Kirche ist Gottesvolk, und wir sahen, dass deshalb nie nur eine bestimmte Klasse oder Kaste innerhalb der Glaubensgemeinschaft Kirche ist. Sondern alle Glaubenden, in einer grundlegenden Gleichheit, sind die Kirche, sind Glieder des Gottesvolkes. Sie alle sind „Erwählte“, „Heilige“. „Jünger“, „Brüder“. Und gerade so sind sie die königliche Priesterschaft. … Für die Heilzeit verheißen es die Propheten, dass ganz Israel ein Priestervolk sein werde. … (Es) sind dies Verheißungen, die die junge Kirche in Ihrer Wirklichkeit erfüllt sieht, doch in ganz neuer Weise: statt nur des einen Volkes Israel sind es nun die Menschen aus allen Heidenvölkern, die zum heiligen und priesterlichen Eigentumsvolk berufen sind.
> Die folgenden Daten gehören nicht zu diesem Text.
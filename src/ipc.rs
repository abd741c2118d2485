//! JSONL plumbing between the worker and foreground listeners.
//!
//! The daemon appends one JSON record per line; listeners poll the file with
//! a byte offset so every poll returns only records appended since the last
//! one. Fire-and-forget: there is no delivery guarantee beyond the file.

use color_eyre::eyre::{Result, WrapErr};
use serde::Serialize;
use serde::de::DeserializeOwned;
use std::io::{Read, Seek, SeekFrom, Write};
use std::marker::PhantomData;
use std::path::{Path, PathBuf};

/// Appends records to a JSONL file, creating parent directories on demand.
pub struct JsonlWriter<T> {
    path: PathBuf,
    _marker: PhantomData<T>,
}

impl<T: Serialize> JsonlWriter<T> {
    pub fn new(path: impl Into<PathBuf>) -> Self {
        Self {
            path: path.into(),
            _marker: PhantomData,
        }
    }

    /// Append one record as a single line.
    pub fn append(&self, record: &T) -> Result<()> {
        if let Some(parent) = self.path.parent() {
            std::fs::create_dir_all(parent)
                .wrap_err_with(|| format!("failed to create {}", parent.display()))?;
        }
        let json = serde_json::to_string(record).wrap_err("failed to serialize record")?;
        let mut file = std::fs::OpenOptions::new()
            .create(true)
            .append(true)
            .open(&self.path)
            .wrap_err_with(|| format!("failed to open {}", self.path.display()))?;
        writeln!(file, "{json}")
            .wrap_err_with(|| format!("failed to append to {}", self.path.display()))?;
        Ok(())
    }
}

/// Reads new records from a JSONL file, tracking a byte offset across polls.
pub struct JsonlReader<T> {
    path: PathBuf,
    offset: u64,
    _marker: PhantomData<T>,
}

impl<T: DeserializeOwned> JsonlReader<T> {
    pub fn new(path: impl Into<PathBuf>) -> Self {
        Self {
            path: path.into(),
            offset: 0,
            _marker: PhantomData,
        }
    }

    /// Resume from a previously persisted offset.
    pub fn with_offset(path: impl Into<PathBuf>, offset: u64) -> Self {
        Self {
            path: path.into(),
            offset,
            _marker: PhantomData,
        }
    }

    /// Current byte offset, for persisting across restarts.
    pub fn offset(&self) -> u64 {
        self.offset
    }

    /// Return all records appended since the last poll.
    ///
    /// A missing file is an empty batch. Lines that fail to parse are
    /// skipped; a trailing partial line (writer mid-append) is left for the
    /// next poll.
    pub fn poll(&mut self) -> Result<Vec<T>> {
        let mut file = match std::fs::File::open(&self.path) {
            Ok(file) => file,
            Err(e) if e.kind() == std::io::ErrorKind::NotFound => return Ok(Vec::new()),
            Err(e) => {
                return Err(e)
                    .wrap_err_with(|| format!("failed to open {}", self.path.display()));
            }
        };

        file.seek(SeekFrom::Start(self.offset))
            .wrap_err_with(|| format!("failed to seek in {}", self.path.display()))?;
        let mut buf = String::new();
        file.read_to_string(&mut buf)
            .wrap_err_with(|| format!("failed to read {}", self.path.display()))?;

        let mut records = Vec::new();
        let mut consumed = 0usize;
        for line in buf.split_inclusive('\n') {
            if !line.ends_with('\n') {
                break;
            }
            consumed += line.len();
            let trimmed = line.trim();
            if trimmed.is_empty() {
                continue;
            }
            match serde_json::from_str(trimmed) {
                Ok(record) => records.push(record),
                Err(e) => eprintln!("[ipc] skipping unparseable line: {e}"),
            }
        }

        self.offset += consumed as u64;
        Ok(records)
    }
}
//! Due-check engine — scans the working set against "now".
//!
//! `scan` is the onTick entry point: it finds every occurrence that has
//! matured and not yet been notified, marks it notified in place, and
//! returns one notice per matured occurrence. Marking makes the scan
//! idempotent — repeating it with the same clock yields nothing new.

pub mod lifecycle;

pub use lifecycle::{Action, ActionOutcome, apply_action};

use crate::reminder::types::{Reminder, Timing};
use chrono::{DateTime, Utc};

/// One due-for-notification signal produced by a scan.
#[derive(Debug, Clone, PartialEq)]
pub struct DueNotice {
    pub reminder_id: String,
    pub title: String,
    pub body: String,
    /// Which schedule matured; `None` for legacy single-time reminders.
    pub schedule_index: Option<usize>,
}

/// Scan all reminders, marking matured occurrences notified exactly once.
///
/// A reminder with several matured schedules yields several notices in the
/// same scan. Completed reminders are skipped entirely.
pub fn scan(reminders: &mut [Reminder], now: DateTime<Utc>) -> Vec<DueNotice> {
    let mut due = Vec::new();

    for reminder in reminders.iter_mut() {
        if reminder.completed {
            continue;
        }

        let body = reminder
            .description
            .clone()
            .unwrap_or_else(|| reminder.title.clone());

        match &mut reminder.timing {
            Timing::Legacy { time, notified } => {
                if !*notified && *time <= now {
                    *notified = true;
                    due.push(DueNotice {
                        reminder_id: reminder.id.clone(),
                        title: reminder.title.clone(),
                        body: body.clone(),
                        schedule_index: None,
                    });
                }
            }
            Timing::Recurring {
                next_executions, ..
            } => {
                for occurrence in next_executions.iter_mut() {
                    if !occurrence.notified && occurrence.time <= now {
                        occurrence.notified = true;
                        due.push(DueNotice {
                            reminder_id: reminder.id.clone(),
                            title: reminder.title.clone(),
                            body: body.clone(),
                            schedule_index: Some(occurrence.schedule_index),
                        });
                    }
                }
            }
        }
    }

    due
}

#[cfg(test)]
mod tests {
    use super::*;
    use crate::reminder::types::Occurrence;
    use crate::schedule::{IntervalUnit, RecurrenceRule, Schedule};
    use chrono::{Duration, TimeZone};

    fn utc_now() -> DateTime<Utc> {
        Utc.with_ymd_and_hms(2026, 3, 1, 10, 0, 0).unwrap()
    }

    fn interval_schedule(minutes: i64) -> Schedule {
        Schedule::Known(RecurrenceRule::Interval {
            interval_value: minutes,
            interval_unit: IntervalUnit::Minutes,
            interval_end: None,
        })
    }

    fn recurring(id: &str, occurrences: Vec<Occurrence>) -> Reminder {
        let schedules = occurrences.iter().map(|_| interval_schedule(10)).collect();
        Reminder {
            id: id.into(),
            title: format!("reminder {id}"),
            description: None,
            completed: false,
            timing: Timing::Recurring {
                schedules,
                next_executions: occurrences,
            },
        }
    }

    fn legacy(id: &str, time: DateTime<Utc>, notified: bool) -> Reminder {
        Reminder {
            id: id.into(),
            title: format!("reminder {id}"),
            description: None,
            completed: false,
            timing: Timing::Legacy { time, notified },
        }
    }

    #[test]
    fn test_scan_marks_due_occurrence() {
        let now = utc_now();
        let mut reminders = vec![recurring(
            "r1",
            vec![Occurrence::new(0, now - Duration::minutes(1))],
        )];

        let due = scan(&mut reminders, now);
        assert_eq!(due.len(), 1);
        assert_eq!(due[0].reminder_id, "r1");
        assert_eq!(due[0].schedule_index, Some(0));

        let Timing::Recurring { next_executions, .. } = &reminders[0].timing else {
            panic!("expected recurring timing");
        };
        assert!(next_executions[0].notified);
    }

    #[test]
    fn test_scan_is_idempotent_per_occurrence() {
        let now = utc_now();
        let mut reminders = vec![recurring(
            "r1",
            vec![Occurrence::new(0, now - Duration::minutes(1))],
        )];

        assert_eq!(scan(&mut reminders, now).len(), 1);
        assert!(scan(&mut reminders, now).is_empty());
        assert!(scan(&mut reminders, now).is_empty());
    }

    #[test]
    fn test_scan_due_exactly_at_now() {
        let now = utc_now();
        let mut reminders = vec![legacy("r1", now, false)];
        assert_eq!(scan(&mut reminders, now).len(), 1);
    }

    #[test]
    fn test_scan_skips_future_occurrences() {
        let now = utc_now();
        let mut reminders = vec![recurring(
            "r1",
            vec![Occurrence::new(0, now + Duration::minutes(1))],
        )];
        assert!(scan(&mut reminders, now).is_empty());
    }

    #[test]
    fn test_scan_skips_completed() {
        let now = utc_now();
        let mut r = legacy("r1", now - Duration::minutes(1), false);
        r.completed = true;
        let mut reminders = vec![r];
        assert!(scan(&mut reminders, now).is_empty());
    }

    #[test]
    fn test_scan_multiple_matured_schedules_yield_multiple_notices() {
        let now = utc_now();
        let mut reminders = vec![recurring(
            "r1",
            vec![
                Occurrence::new(0, now - Duration::minutes(3)),
                Occurrence::new(1, now - Duration::minutes(1)),
                Occurrence::new(2, now + Duration::minutes(1)),
            ],
        )];

        let due = scan(&mut reminders, now);
        assert_eq!(due.len(), 2);
        assert_eq!(due[0].schedule_index, Some(0));
        assert_eq!(due[1].schedule_index, Some(1));
    }

    #[test]
    fn test_scan_legacy_reminder() {
        let now = utc_now();
        let mut reminders = vec![legacy("old", now - Duration::hours(1), false)];

        let due = scan(&mut reminders, now);
        assert_eq!(due.len(), 1);
        assert_eq!(due[0].schedule_index, None);
        assert!(matches!(
            reminders[0].timing,
            Timing::Legacy { notified: true, .. }
        ));
    }

    #[test]
    fn test_scan_body_prefers_description() {
        let now = utc_now();
        let mut r = legacy("r1", now, false);
        r.description = Some("the long text".into());
        let mut reminders = vec![r];

        let due = scan(&mut reminders, now);
        assert_eq!(due[0].body, "the long text");
    }
}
Kirche ist Christusleib, und wir sahen auch da, dass nicht nur ein paar besonders vornehme Glieder, sondern alle Glieder im Leib Christi wichtig und mitbestimmend sind. Sie alle haben, auch hier aufgrund einer fundamentalen Gleichheit, ihre ganz bestimmte Würde und Aufgabe. Nicht einmal das Haupt kann etwa zu den Füßen sagen, es bedürfe ihrer nicht. Nein, sie alle haben einen Dienst aneinander zu erfüllen, in gegenseitiger Sympathie, in Mitleiden, Freude und Hilfe.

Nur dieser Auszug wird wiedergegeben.